*Data for this exercise:*
========
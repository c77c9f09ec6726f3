use crate::config::TriageConfig;
use crate::metadata::EmailMetadata;
use anyhow::Context;
use chrono::{DateTime, Duration, Utc};
use regex::Regex;

/// Compile a keyword table into one case-insensitive alternation. Entries
/// are regex fragments; an empty table compiles to `None` and the matching
/// condition simply never fires.
pub(crate) fn compile_keywords(table: &str, entries: &[String]) -> anyhow::Result<Option<Regex>> {
    if entries.is_empty() {
        return Ok(None);
    }
    let pattern = format!("(?i)(?:{})", entries.join("|"));
    let regex =
        Regex::new(&pattern).with_context(|| format!("invalid pattern in {table} table"))?;
    Ok(Some(regex))
}

pub(crate) fn matches(pattern: &Option<Regex>, text: &str) -> bool {
    pattern.as_ref().is_some_and(|p| p.is_match(text))
}

/// Per-email tally of the independent tier-3 signal conditions. A missing
/// field fails its condition; it never errors.
#[derive(Debug, Clone, Copy, Default, PartialEq, Eq)]
pub struct ConditionTally {
    /// Sender weight at or above the configured threshold.
    pub trusted_sender: bool,
    /// Keyword hit in subject or snippet.
    pub keyword_match: bool,
    /// Linked calendar event or an iCal attachment.
    pub calendar_linked: bool,
    /// Received within the tighter recency sub-window.
    pub recent: bool,
}

impl ConditionTally {
    pub fn count(&self) -> usize {
        [
            self.trusted_sender,
            self.keyword_match,
            self.calendar_linked,
            self.recent,
        ]
        .iter()
        .filter(|c| **c)
        .count()
    }

    pub fn passes(&self, min_conditions: usize) -> bool {
        self.count() >= min_conditions
    }
}

/// The three-tier eligibility filter: time window, thread state, then a
/// corroboration count of independent signal conditions. One weak signal is
/// not enough; at least `min_conditions` must agree before an email reaches
/// the classifier.
pub struct SignalFilter {
    config: TriageConfig,
    signal_pattern: Option<Regex>,
}

impl SignalFilter {
    pub fn new(config: TriageConfig) -> anyhow::Result<Self> {
        let signal_pattern = compile_keywords("signal_keywords", &config.signal_keywords)?;
        Ok(SignalFilter {
            config,
            signal_pattern,
        })
    }

    /// Tier 1: drop anything older than the configured window.
    pub fn tier1_recency(&self, email: &EmailMetadata, now: DateTime<Utc>) -> bool {
        now.signed_duration_since(email.received_at) <= Duration::hours(self.config.window_hours)
    }

    /// Tier 2: keep emails still awaiting attention. Read-and-replied
    /// threads are resolved; everything else stays in.
    pub fn tier2_thread_state(&self, email: &EmailMetadata) -> bool {
        email.is_unread || !email.has_recent_reply || email.newest_in_thread
    }

    /// Tier 3: tally the independent signal conditions.
    pub fn tier3_conditions(&self, email: &EmailMetadata, now: DateTime<Utc>) -> ConditionTally {
        let weight = self
            .config
            .sender_weights
            .get(&email.sender_address)
            .copied()
            .unwrap_or(0.0);
        ConditionTally {
            trusted_sender: weight >= self.config.sender_weight_threshold,
            keyword_match: matches(&self.signal_pattern, &email.subject)
                || matches(&self.signal_pattern, &email.snippet),
            calendar_linked: email.calendar_event_id.is_some() || email.ical_attached,
            recent: now.signed_duration_since(email.received_at)
                <= Duration::hours(self.config.recency_hours),
        }
    }

    /// Apply all three tiers in order, returning the subset eligible for
    /// classification. Drops are logged, never queued or retried.
    pub fn filter_batch<'a>(
        &self,
        emails: &'a [EmailMetadata],
        now: DateTime<Utc>,
    ) -> Vec<&'a EmailMetadata> {
        let mut eligible = Vec::new();
        for email in emails {
            if !self.tier1_recency(email, now) {
                log::debug!(
                    "{}: outside the {}h window, dropped",
                    email.id,
                    self.config.window_hours
                );
                continue;
            }
            if !self.tier2_thread_state(email) {
                log::debug!("{}: thread already resolved, dropped", email.id);
                continue;
            }
            let tally = self.tier3_conditions(email, now);
            if !tally.passes(self.config.min_conditions) {
                log::debug!(
                    "{}: {} of {} required signal conditions, dropped",
                    email.id,
                    tally.count(),
                    self.config.min_conditions
                );
                continue;
            }
            eligible.push(email);
        }
        log::info!(
            "{} of {} emails eligible for classification",
            eligible.len(),
            emails.len()
        );
        eligible
    }
}
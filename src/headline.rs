use crate::classify::EmailType;
use crate::metadata::EmailMetadata;
use chrono::{DateTime, Duration, Utc};
use serde::{Deserialize, Serialize};
use std::collections::hash_map::Entry;
use std::collections::HashMap;

/// One-line display headline for a classified signal. Interpolates the
/// sender display and the subject line only; snippet text never appears
/// here.
pub fn headline_for(kind: EmailType, email: &EmailMetadata) -> String {
    let sender = email.display_sender();
    let subject = if email.subject.is_empty() {
        "(no subject)"
    } else {
        email.subject.as_str()
    };
    match kind {
        EmailType::MeetingInvite => {
            format!("{sender} invited you to a meeting about {subject}")
        }
        EmailType::WorkContext => format!("{sender} followed up on {subject}"),
        EmailType::WorkStandalone => format!("{sender} needs a look at {subject}"),
        EmailType::LifeSignal => format!("Update from {sender}: {subject}"),
        EmailType::LifeFinance => format!("{sender} sent a payment notice: {subject}"),
    }
}

/// Per-thread mute list backing silent correction: once the user dismisses
/// a signal, further signals from that exact thread are suppressed without
/// prompting again. Unmuting is manual unless an expiry is configured.
#[derive(Debug, Clone, Default, Serialize, Deserialize)]
pub struct MuteList {
    entries: HashMap<String, DateTime<Utc>>,
}

impl MuteList {
    /// Record a mute. Idempotent: repeat calls keep the original mute time
    /// and return false.
    pub fn mute(&mut self, thread_id: &str, now: DateTime<Utc>) -> bool {
        match self.entries.entry(thread_id.to_string()) {
            Entry::Occupied(_) => false,
            Entry::Vacant(slot) => {
                slot.insert(now);
                true
            }
        }
    }

    pub fn unmute(&mut self, thread_id: &str) -> bool {
        self.entries.remove(thread_id).is_some()
    }

    pub fn is_muted(
        &self,
        thread_id: &str,
        now: DateTime<Utc>,
        expiry_days: Option<u32>,
    ) -> bool {
        let Some(muted_at) = self.entries.get(thread_id) else {
            return false;
        };
        match expiry_days {
            None => true,
            Some(days) => now.signed_duration_since(*muted_at) < Duration::days(i64::from(days)),
        }
    }

    pub fn muted_at(&self, thread_id: &str) -> Option<DateTime<Utc>> {
        self.entries.get(thread_id).copied()
    }

    pub fn len(&self) -> usize {
        self.entries.len()
    }

    pub fn is_empty(&self) -> bool {
        self.entries.is_empty()
    }
}

#[cfg(test)]
mod tests {
    use super::*;

    fn email(sender: &str, subject: &str) -> EmailMetadata {
        EmailMetadata {
            id: "m1".to_string(),
            sender_address: sender.to_string(),
            sender_name: None,
            subject: subject.to_string(),
            snippet: "body preview that must never leak".to_string(),
            received_at: Utc::now(),
            thread_id: "t1".to_string(),
            is_unread: true,
            has_recent_reply: false,
            newest_in_thread: false,
            ical_attached: true,
            has_video_link: false,
            calendar_event_id: None,
        }
    }

    #[test]
    fn meeting_invite_headline() {
        let e = email("hr@corp.com", "Q3 Planning Sync");
        assert_eq!(
            headline_for(EmailType::MeetingInvite, &e),
            "hr@corp.com invited you to a meeting about Q3 Planning Sync"
        );
    }

    #[test]
    fn headline_prefers_display_name() {
        let mut e = email("hr@corp.com", "Q3 Planning Sync");
        e.sender_name = Some("Corp HR".to_string());
        assert_eq!(
            headline_for(EmailType::MeetingInvite, &e),
            "Corp HR invited you to a meeting about Q3 Planning Sync"
        );
    }

    #[test]
    fn headline_never_contains_snippet_text() {
        let e = email("a@b.com", "Subject only");
        for kind in [
            EmailType::MeetingInvite,
            EmailType::WorkContext,
            EmailType::WorkStandalone,
            EmailType::LifeSignal,
            EmailType::LifeFinance,
        ] {
            assert!(!headline_for(kind, &e).contains("never leak"));
        }
    }

    #[test]
    fn mute_is_idempotent() {
        let mut mutes = MuteList::default();
        let first = Utc::now();
        assert!(mutes.mute("t1", first));

        let later = first + Duration::hours(5);
        assert!(!mutes.mute("t1", later));
        assert_eq!(mutes.len(), 1);
        assert_eq!(mutes.muted_at("t1"), Some(first));
    }

    #[test]
    fn mute_never_expires_by_default() {
        let mut mutes = MuteList::default();
        let muted_at = Utc::now();
        mutes.mute("t1", muted_at);
        assert!(mutes.is_muted("t1", muted_at + Duration::days(3650), None));
    }

    #[test]
    fn mute_expiry_is_honored_when_configured() {
        let mut mutes = MuteList::default();
        let muted_at = Utc::now();
        mutes.mute("t1", muted_at);
        assert!(mutes.is_muted("t1", muted_at + Duration::days(29), Some(30)));
        assert!(!mutes.is_muted("t1", muted_at + Duration::days(31), Some(30)));
    }

    #[test]
    fn unmute_is_manual() {
        let mut mutes = MuteList::default();
        mutes.mute("t1", Utc::now());
        assert!(mutes.unmute("t1"));
        assert!(!mutes.is_muted("t1", Utc::now(), None));
        assert!(!mutes.unmute("t1"));
    }
}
========
*Task item:* In the lines above, locate the string "LifeFinance". Copy every line where it occurs.

*Reply:*
        EmailType::LifeFinance => format!("{sender} sent a payment notice: {subject}"),
            EmailType::LifeFinance,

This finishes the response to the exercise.